2. While it's usually somewhat obvious what a site uses for it's front end web tier, that doesn't tell you anything about what technologies they are using on the backend.
eBay for instance migrated to a Java backend that supposedly handles more than 400 million transactions per day (not financial transactions mind you), though for whatever reason they chose to use IIS for their frontend servers and not Apache. Amazon.com is a large BEA customer that uses WebLogic/Tuxedo & Oracle RAC on Linux extensively for its backend and commodity Linux/Apache boxes for it's web tier. Orbitz uses Linux pretty much everywhere with a Java SOA backend (and some custom LISP algorithms); interestingly I read they considered MySQL at one point but that was dropped in favor of Oracle RAC, whom they blamed for some high profile outages in 2003 IIRC. Yahoo! is held up as one of the poster boys of MySQL usage, but everything I've read about pertains to somewhat transitory data like stock prices from Yahoo!
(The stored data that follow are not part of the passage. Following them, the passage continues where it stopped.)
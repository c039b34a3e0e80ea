use crate::constants::{FIELD_HEIGHT, FIELD_WIDTH};
use crate::snapshot::{Agent, Side};
use crate::strategies::common::players::in_field;
use crate::vector::VectorExtensions;
use nalgebra::Vector3;

const RING_RADIUS: f32 = 800.0; // Distance from the holder to each candidate
const RING_STEP_DEGREES: usize = 45;
const RETREAT_OFFSET: f32 = 500.0; // Fallback point behind the holder

/// Most open point on a ring around the ball holder: the in-field candidate
/// whose nearest opponent is farthest away. Ties keep the first candidate
/// in angular order, starting at 0 degrees.
///
/// When every candidate is out of the field the supporter retreats to a
/// point directly behind the holder along the attack axis.
pub fn support_position(
    holder: &Vector3<f32>,
    opponents: &[Agent],
    side: Side,
) -> Vector3<f32> {
    let mut best: Option<Vector3<f32>> = None;
    let mut best_opponent_distance = -1.0;

    for angle in (0..360).step_by(RING_STEP_DEGREES) {
        let radians = (angle as f32).to_radians();
        let candidate = Vector3::new(
            holder.x + RING_RADIUS * radians.cos(),
            holder.y + RING_RADIUS * radians.sin(),
            0.0,
        );

        if !in_field(&candidate, FIELD_WIDTH, FIELD_HEIGHT) {
            continue;
        }

        let closest_opponent = opponents
            .iter()
            .map(|opponent| candidate.distance_to(&opponent.position))
            .fold(f32::INFINITY, f32::min);

        if closest_opponent > best_opponent_distance {
            best_opponent_distance = closest_opponent;
            best = Some(candidate);
        }
    }

    best.unwrap_or_else(|| {
        Vector3::new(
            holder.x - side.attack_sign() * RETREAT_OFFSET,
            holder.y,
            0.0,
        )
    })
}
Finance and news items for Yahoo! News. I wonder if they use MySQL for their Yahoo! Shopping & Stores, which do transactional processing. I think that's much less likely.

3. Are you talking about usage of the entire LAMP stack or just elements of it?
I think you'll find several large sites that use elements of it, but I'd be hard pressed to name one that uses the entire stack without a ton of modications, and I doubt there are any large scale transactional systems built on LAMP. I'd say that PHP and MySQL are the weakest links for high volume transactional sites; you're much more likely to see Apache and Linux used in sites like that than PHP and/or MySQL, although a surprising number of heavily-trafficked/Fortune 500 sites use the Sun/iPlanet web server. MySQL Cluster would probably see more acceptance if it wasn't solely an inmemory database; we've actually used it for a few things and so far it's pretty solid and based on code used by some European telcos in the mid to late 90s. And MySQL 5.0 will introduce some much needed high availability features. There are other open source database that are arguably better for transactional data at this point (PostgreSQL, Ingres, Firebird), though I think the shear energy and momentum behind MySQL will close the gap and probably overtake the others within the next 12 months.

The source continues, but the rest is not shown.